In the introduction to the 2001 edition (shown here) I outlined the journey salad growing has taken our family on, from an allotment plot to an experimental market garden with several little potagers in Suffolk. And now a new chapter has opened. In 2002 we uprooted ourselves to retire to County Cork in the south-west corner of Ireland. In the years since, our energies have been channelled into converting a windswept field into a fan-shaped potager. The final project – I promised my husband Don it would be the final project – was to make a small raised bed potager near the house.
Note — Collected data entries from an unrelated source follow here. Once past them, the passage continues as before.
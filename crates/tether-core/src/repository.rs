use anyhow::Context;

use tether_db::Database;
use tether_db::models::{BindingRow, InsertOutcome};
use tether_types::error::{ApplicationError, ServiceResult};
use tether_types::models::Binding;

/// Durable store of game ↔ chat bindings. Both identities are unique across
/// all bindings.
pub trait BindingRepository: Send + Sync {
    fn get_by_chat(&self, chat_id: &str) -> ServiceResult<Binding>;
    fn get_by_game(&self, game_id: &str) -> ServiceResult<Binding>;
    fn create(&self, chat_id: &str, game_id: &str) -> ServiceResult<Binding>;
    fn delete_by_chat(&self, chat_id: &str) -> ServiceResult<()>;
    fn delete_by_game(&self, game_id: &str) -> ServiceResult<()>;
}

fn binding_not_found() -> ApplicationError {
    ApplicationError::not_found("Binding not found")
}

fn to_binding(row: BindingRow) -> Binding {
    Binding {
        game_id: row.game_id,
        chat_id: row.chat_id,
    }
}

impl BindingRepository for Database {
    fn get_by_chat(&self, chat_id: &str) -> ServiceResult<Binding> {
        let row = self
            .get_binding_by_chat(chat_id)
            .context("looking up binding by chat id")?
            .ok_or_else(binding_not_found)?;
        Ok(to_binding(row))
    }

    fn get_by_game(&self, game_id: &str) -> ServiceResult<Binding> {
        let row = self
            .get_binding_by_game(game_id)
            .context("looking up binding by game id")?
            .ok_or_else(binding_not_found)?;
        Ok(to_binding(row))
    }

    fn create(&self, chat_id: &str, game_id: &str) -> ServiceResult<Binding> {
        match self
            .insert_binding(chat_id, game_id)
            .context("inserting binding")?
        {
            InsertOutcome::Inserted(row) => Ok(to_binding(row)),
            InsertOutcome::Taken(_) => Err(ApplicationError::conflict(
                "Either the chat or the game identity is already bound",
            )
            .into()),
        }
    }

    fn delete_by_chat(&self, chat_id: &str) -> ServiceResult<()> {
        if self
            .delete_binding_by_chat(chat_id)
            .context("deleting binding by chat id")?
        {
            Ok(())
        } else {
            Err(binding_not_found().into())
        }
    }

    fn delete_by_game(&self, game_id: &str) -> ServiceResult<()> {
        if self
            .delete_binding_by_game(game_id)
            .context("deleting binding by game id")?
        {
            Ok(())
        } else {
            Err(binding_not_found().into())
        }
    }
}
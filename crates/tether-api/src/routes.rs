use axum::{
    Json,
    extract::{Path, State},
};
use anyhow::anyhow;

use tether_core::BindingService;
use tether_types::api::{
    CodeRequest, CommandDefinition, CommandInvocation, CommandReply, IssueCodeRequest, Payload,
};
use tether_types::error::{ApplicationError, ServiceResult};
use tether_types::models::{Binding, CodeInfo};

use crate::commands;
use crate::error::ApiError;
use crate::extract::JsonBody;
use crate::state::AppState;

type ApiResult<T> = Result<Json<Payload<T>>, ApiError>;

fn require(value: &str, what: &str) -> Result<String, ApplicationError> {
    let value = value.trim();
    if value.is_empty() {
        return Err(ApplicationError::bad_request(format!("{} is not specified", what)));
    }
    Ok(value.to_string())
}

/// Run a service call that touches the database off the async runtime.
async fn blocking<F, T>(state: &AppState, f: F) -> Result<T, ApiError>
where
    F: FnOnce(&BindingService) -> ServiceResult<T> + Send + 'static,
    T: Send + 'static,
{
    let service = state.service.clone();
    let result = tokio::task::spawn_blocking(move || f(service.as_ref()))
        .await
        .map_err(|e| anyhow!("spawn_blocking join error: {}", e))?;
    Ok(result?)
}

/// GET /health
pub async fn health() -> Json<Payload<&'static str>> {
    Json(Payload::success("ok"))
}

// -- Codes --

/// POST /codes/issue
pub async fn issue_code(
    State(state): State<AppState>,
    JsonBody(req): JsonBody<IssueCodeRequest>,
) -> ApiResult<CodeInfo> {
    let subject_id = require(&req.subject_id, "Subject ID")?;
    let info = blocking(&state, move |svc| svc.issue_code(&subject_id)).await?;
    Ok(Json(Payload::success(info)))
}

/// POST /codes/check
pub async fn check_code(
    State(state): State<AppState>,
    JsonBody(req): JsonBody<CodeRequest>,
) -> ApiResult<CodeInfo> {
    let code = require(&req.code, "Code")?;
    let info = state.service.check_code(&code)?;
    Ok(Json(Payload::success(info)))
}

/// POST /codes/revoke
pub async fn revoke_code(
    State(state): State<AppState>,
    JsonBody(req): JsonBody<CodeRequest>,
) -> ApiResult<()> {
    let code = require(&req.code, "Code")?;
    state.service.revoke_code(&code)?;
    Ok(Json(Payload::success(())))
}

// -- Bindings --

/// GET /bindings/chat/{chat_id}
pub async fn get_binding_by_chat(
    State(state): State<AppState>,
    Path(chat_id): Path<String>,
) -> ApiResult<Binding> {
    let chat_id = require(&chat_id, "Chat ID")?;
    let binding = blocking(&state, move |svc| svc.get_by_chat(&chat_id)).await?;
    Ok(Json(Payload::success(binding)))
}

/// GET /bindings/game/{game_id}
pub async fn get_binding_by_game(
    State(state): State<AppState>,
    Path(game_id): Path<String>,
) -> ApiResult<Binding> {
    let game_id = require(&game_id, "Game ID")?;
    let binding = blocking(&state, move |svc| svc.get_by_game(&game_id)).await?;
    Ok(Json(Payload::success(binding)))
}

/// DELETE /bindings/chat/{chat_id}
pub async fn delete_binding_by_chat(
    State(state): State<AppState>,
    Path(chat_id): Path<String>,
) -> ApiResult<()> {
    let chat_id = require(&chat_id, "Chat ID")?;
    blocking(&state, move |svc| svc.delete_by_chat(&chat_id)).await?;
    Ok(Json(Payload::success(())))
}

/// DELETE /bindings/game/{game_id}
pub async fn delete_binding_by_game(
    State(state): State<AppState>,
    Path(game_id): Path<String>,
) -> ApiResult<()> {
    let game_id = require(&game_id, "Game ID")?;
    blocking(&state, move |svc| svc.delete_by_game(&game_id)).await?;
    Ok(Json(Payload::success(())))
}

// -- Chat commands --

/// GET /commands: definitions the chat bot registers with the platform.
pub async fn list_commands() -> Json<Payload<Vec<CommandDefinition>>> {
    Json(Payload::success(commands::definitions()))
}

/// POST /commands: run a chat command on behalf of `invoker_id`. Command
/// failures are part of the reply text, not the HTTP status.
pub async fn run_command(
    State(state): State<AppState>,
    JsonBody(mut invocation): JsonBody<CommandInvocation>,
) -> ApiResult<CommandReply> {
    invocation.invoker_id = require(&invocation.invoker_id, "Invoker ID")?;
    let content = blocking(&state, move |svc| Ok(commands::dispatch(svc, &invocation))).await?;
    Ok(Json(Payload::success(CommandReply { content })))
}
use chrono::{DateTime, Utc};
use serde::{Deserialize, Serialize};

/// A one-time code issued for a game identity.
#[derive(Debug, Clone, PartialEq, Eq, Serialize, Deserialize)]
pub struct CodeInfo {
    pub code: String,
    /// Game identity the code was issued for.
    pub subject_id: String,
    pub issued_at: DateTime<Utc>,
    /// Recorded only. Lookups do not reject codes past this point.
    pub expires_at: DateTime<Utc>,
}

/// Permanent 1:1 link between a game identity and a chat identity.
#[derive(Debug, Clone, PartialEq, Eq, Serialize, Deserialize)]
pub struct Binding {
    pub game_id: String,
    pub chat_id: String,
}
use std::collections::HashMap;

use serde::{Deserialize, Serialize};

use crate::error::ApplicationError;

// -- Envelope --

/// Every JSON response body: exactly one of `error` and `data` is set.
#[derive(Debug, Serialize, Deserialize)]
pub struct Payload<T> {
    pub error: Option<ErrorInfo>,
    pub data: Option<T>,
}

#[derive(Debug, Clone, Serialize, Deserialize)]
pub struct ErrorInfo {
    pub code: u32,
    pub message: String,
}

impl<T> Payload<T> {
    pub fn success(data: T) -> Self {
        Self {
            error: None,
            data: Some(data),
        }
    }

    pub fn failure(err: &ApplicationError) -> Self {
        Self {
            error: Some(ErrorInfo {
                code: err.code,
                message: err.message.clone(),
            }),
            data: None,
        }
    }
}

impl From<ErrorInfo> for ApplicationError {
    fn from(info: ErrorInfo) -> Self {
        ApplicationError::new(info.code, info.message)
    }
}

// -- Codes --

#[derive(Debug, Serialize, Deserialize)]
#[serde(deny_unknown_fields)]
pub struct IssueCodeRequest {
    pub subject_id: String,
}

#[derive(Debug, Serialize, Deserialize)]
#[serde(deny_unknown_fields)]
pub struct CodeRequest {
    pub code: String,
}

// -- Chat commands --

/// A chat-platform command invocation forwarded by the bot adapter.
#[derive(Debug, Serialize, Deserialize)]
#[serde(deny_unknown_fields)]
pub struct CommandInvocation {
    pub name: String,
    /// Chat identity of the user who ran the command.
    pub invoker_id: String,
    #[serde(default)]
    pub options: HashMap<String, String>,
}

#[derive(Debug, Serialize, Deserialize)]
pub struct CommandReply {
    pub content: String,
}

/// Registration metadata for one chat command.
#[derive(Debug, Clone, Serialize, Deserialize)]
pub struct CommandDefinition {
    pub name: String,
    pub description: String,
    pub options: Vec<CommandOption>,
}

#[derive(Debug, Clone, Serialize, Deserialize)]
pub struct CommandOption {
    pub name: String,
    pub description: String,
    pub required: bool,
}
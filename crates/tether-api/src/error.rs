use axum::{
    Json,
    http::StatusCode,
    response::{IntoResponse, Response},
};
use tracing::error;

use tether_types::api::Payload;
use tether_types::error::{ApplicationError, INTERNAL, ServiceError};

/// Boundary translation of [`ServiceError`] into an HTTP response.
///
/// Application errors keep their code and message. Anything else is logged
/// here and answered with a generic 500.
#[derive(Debug)]
pub struct ApiError(pub ServiceError);

impl<E> From<E> for ApiError
where
    E: Into<ServiceError>,
{
    fn from(err: E) -> Self {
        ApiError(err.into())
    }
}

impl IntoResponse for ApiError {
    fn into_response(self) -> Response {
        let app_err = match self.0 {
            ServiceError::Application(e) => e,
            ServiceError::Internal(e) => {
                error!("Internal error: {:#}", e);
                ApplicationError::new(INTERNAL, "Internal server error")
            }
        };

        let status = StatusCode::from_u16(app_err.status_code())
            .unwrap_or(StatusCode::INTERNAL_SERVER_ERROR);
        (status, Json(Payload::<()>::failure(&app_err))).into_response()
    }
}
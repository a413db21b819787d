//! Player-facing `bind` command for the game server.

use tracing::error;

use crate::{ClientError, TetherClient};

/// Who ran a game command.
#[derive(Debug, Clone)]
pub enum CommandSource {
    Player { xuid: String, name: String },
    Console,
}

/// Run `/bind` for `source` and return the text to show them.
pub async fn bind_command(client: &TetherClient, source: &CommandSource) -> String {
    let CommandSource::Player { xuid, name } = source else {
        return "You must run this command as a player".to_string();
    };

    match client.issue_code(xuid).await {
        Ok(info) => format!("Your code is {}", info.code),
        Err(ClientError::Application(e)) => e.message,
        Err(e) => {
            error!(player = %name, "Failed to issue bind code: {}", e);
            "Something went wrong".to_string()
        }
    }
}

#[cfg(test)]
mod tests {
    use super::*;
    use crate::tests::client;

    fn player(xuid: &str) -> CommandSource {
        CommandSource::Player {
            xuid: xuid.to_string(),
            name: "Steve".to_string(),
        }
    }

    #[tokio::test]
    async fn test_console_cannot_bind() {
        let (client, _) = client().await;
        assert_eq!(
            bind_command(&client, &CommandSource::Console).await,
            "You must run this command as a player"
        );
    }

    #[tokio::test]
    async fn test_player_gets_code_then_conflict() {
        let (client, service) = client().await;

        let reply = bind_command(&client, &player("XUID-1")).await;
        let code = reply.strip_prefix("Your code is ").unwrap();
        assert_eq!(service.check_code(code).unwrap().subject_id, "XUID-1");

        let reply = bind_command(&client, &player("XUID-1")).await;
        assert_eq!(reply, format!("Code {} is already issued", code));
    }

    #[tokio::test]
    async fn test_bound_player_sees_chat_id() {
        let (client, service) = client().await;
        service.create_binding("disc-1", "XUID-1").unwrap();

        let reply = bind_command(&client, &player("XUID-1")).await;
        assert_eq!(reply, "Game account is already bound to disc-1");
    }

    #[tokio::test]
    async fn test_unreachable_server_is_generic_failure() {
        let listener = tokio::net::TcpListener::bind("127.0.0.1:0").await.unwrap();
        let addr = listener.local_addr().unwrap();
        drop(listener);

        let client = TetherClient::new(&format!("http://{}", addr), "token").unwrap();
        assert_eq!(bind_command(&client, &player("XUID-1")).await, "Something went wrong");
    }
}
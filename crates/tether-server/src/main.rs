mod config;
mod stats;

use std::sync::Arc;

use tower_http::cors::CorsLayer;
use tower_http::trace::TraceLayer;
use tracing::info;

use tether_api::state::AppStateInner;
use tether_core::{BindingService, MemoryCodeStore};
use tether_db::Database;

use crate::config::Config;

#[tokio::main]
async fn main() -> anyhow::Result<()> {
    // Load .env if present
    let _ = dotenvy::dotenv();

    // Init logging
    tracing_subscriber::fmt()
        .with_env_filter(
            tracing_subscriber::EnvFilter::try_from_default_env()
                .unwrap_or_else(|_| "tether=debug,tower_http=debug".into()),
        )
        .init();

    let config = Config::from_env()?;

    // Init storage
    let db = Arc::new(Database::open(&config.db_path)?);
    info!("{} existing bindings", db.count_bindings()?);
    let codes = Arc::new(MemoryCodeStore::new());

    tokio::spawn(stats::run_stats_loop(
        codes.clone(),
        db.clone(),
        stats::STATS_INTERVAL,
    ));

    let service = Arc::new(BindingService::new(codes, db));
    service.add_observer(|binding| {
        info!(
            chat_id = %binding.chat_id,
            game_id = %binding.game_id,
            "Binding created"
        );
    });

    let state = AppStateInner::new(service, config.access_token);

    let app = tether_api::router(state)
        .layer(CorsLayer::permissive())
        .layer(TraceLayer::new_for_http());

    info!("Tether server listening on {}", config.addr);

    let listener = tokio::net::TcpListener::bind(config.addr).await?;
    axum::serve(listener, app)
        .with_graceful_shutdown(shutdown_signal())
        .await?;

    Ok(())
}

async fn shutdown_signal() {
    let ctrl_c = tokio::signal::ctrl_c();
    #[cfg(unix)]
    {
        match tokio::signal::unix::signal(tokio::signal::unix::SignalKind::terminate()) {
            Ok(mut sigterm) => {
                tokio::select! {
                    _ = ctrl_c => info!("Received Ctrl+C, shutting down..."),
                    _ = sigterm.recv() => info!("Received SIGTERM, shutting down..."),
                }
            }
            Err(e) => {
                tracing::warn!("Failed to install SIGTERM handler: {}", e);
                ctrl_c.await.ok();
                info!("Received Ctrl+C, shutting down...");
            }
        }
    }
    #[cfg(not(unix))]
    {
        ctrl_c.await.ok();
        info!("Received Ctrl+C, shutting down...");
    }
}
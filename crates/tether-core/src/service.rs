use std::sync::{Arc, PoisonError, RwLock};

use tracing::{info, warn};

use tether_types::error::{ApplicationError, ServiceResult};
use tether_types::models::{Binding, CodeInfo};

use crate::codes::CodeStore;
use crate::repository::BindingRepository;

/// Callback run after every successful binding.
pub type BindObserver = Arc<dyn Fn(&Binding) + Send + Sync>;

/// Issue/check/bind/unbind use cases over a code store and a binding
/// repository. Owns neither; both are shared with whoever built them.
pub struct BindingService {
    codes: Arc<dyn CodeStore>,
    repo: Arc<dyn BindingRepository>,
    observers: RwLock<Vec<BindObserver>>,
}

impl BindingService {
    pub fn new(codes: Arc<dyn CodeStore>, repo: Arc<dyn BindingRepository>) -> Self {
        Self {
            codes,
            repo,
            observers: RwLock::new(Vec::new()),
        }
    }

    /// Register a callback for new bindings. Observers run in registration
    /// order and cannot be removed.
    pub fn add_observer<F>(&self, observer: F)
    where
        F: Fn(&Binding) + Send + Sync + 'static,
    {
        self.observers
            .write()
            .unwrap_or_else(PoisonError::into_inner)
            .push(Arc::new(observer));
    }

    // -- Codes --

    pub fn issue_code(&self, game_id: &str) -> ServiceResult<CodeInfo> {
        match self.repo.get_by_game(game_id) {
            Ok(existing) => {
                return Err(ApplicationError::conflict(format!(
                    "Game account is already bound to {}",
                    existing.chat_id
                ))
                .into());
            }
            Err(e) if e.is_not_found() => {}
            Err(e) => return Err(e),
        }

        let info = self.codes.issue(game_id)?;
        info!(subject = %game_id, "Issued bind code");
        Ok(info)
    }

    /// Look a code up without consuming it.
    pub fn check_code(&self, code: &str) -> ServiceResult<CodeInfo> {
        self.codes.get_info(code)
    }

    pub fn revoke_code(&self, code: &str) -> ServiceResult<()> {
        self.codes.revoke(code)
    }

    // -- Bindings --

    pub fn create_binding(&self, chat_id: &str, game_id: &str) -> ServiceResult<Binding> {
        let binding = self.repo.create(chat_id, game_id)?;

        // Snapshot so an observer may register further observers.
        let observers = self
            .observers
            .read()
            .unwrap_or_else(PoisonError::into_inner)
            .clone();
        for observer in &observers {
            observer(&binding);
        }

        Ok(binding)
    }

    /// Check `code`, bind its subject to `chat_id`, then revoke the code.
    ///
    /// Not atomic. A failed create leaves the code in place so the user can
    /// retry. A failed revoke after a successful create is only logged; the
    /// leftover code lingers until revoked.
    pub fn redeem_code(&self, chat_id: &str, code: &str) -> ServiceResult<Binding> {
        let info = self.check_code(code)?;
        let binding = self.create_binding(chat_id, &info.subject_id)?;

        if let Err(e) = self.revoke_code(&info.code) {
            warn!(code = %info.code, "Binding created but code was not revoked: {}", e);
        }

        Ok(binding)
    }

    pub fn get_by_game(&self, game_id: &str) -> ServiceResult<Binding> {
        self.repo.get_by_game(game_id)
    }

    pub fn get_by_chat(&self, chat_id: &str) -> ServiceResult<Binding> {
        self.repo.get_by_chat(chat_id)
    }

    pub fn delete_by_chat(&self, chat_id: &str) -> ServiceResult<()> {
        self.repo.delete_by_chat(chat_id)?;
        info!(chat_id = %chat_id, "Binding removed");
        Ok(())
    }

    pub fn delete_by_game(&self, game_id: &str) -> ServiceResult<()> {
        self.repo.delete_by_game(game_id)?;
        info!(game_id = %game_id, "Binding removed");
        Ok(())
    }
}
This has become our new salad garden.

Its core is two pairs of rectangular raised beds built from recycled plastic, 11/4m/4ft wide, 3m/10ft long and 75cm/30in high, so easily reached without bending down or kneeling. At either end two semi-circular, stone walled beds gently round off the area, with an irresistible stone seat set in each. All the beds are linked with rebar arches covered with sheep wire, where sweet peas, honeysuckle, climbing beans, pumpkins, blackberries and other fruit clamber. This is the setting for our salads. I love it.

We also grow salads in the small greenhouse attached to the house, mainly tomatoes in summer, and in winter seedling salads, oriental and Texsel greens, spinach and endives. It is always full.

The past thirty years have seen many changes in varieties available to home gardeners. In this new edition I’ve drawn on advice from knowledgeable specialists, and the trials carried out by the Royal Horticultural Society, to suggest the best of what is available for today’s salad growers. Where possible, I’ve included compact varieties bred for smaller gardens and containers, as well as varieties with decorative qualities. After all, salad plants have to feed the body and the spirit.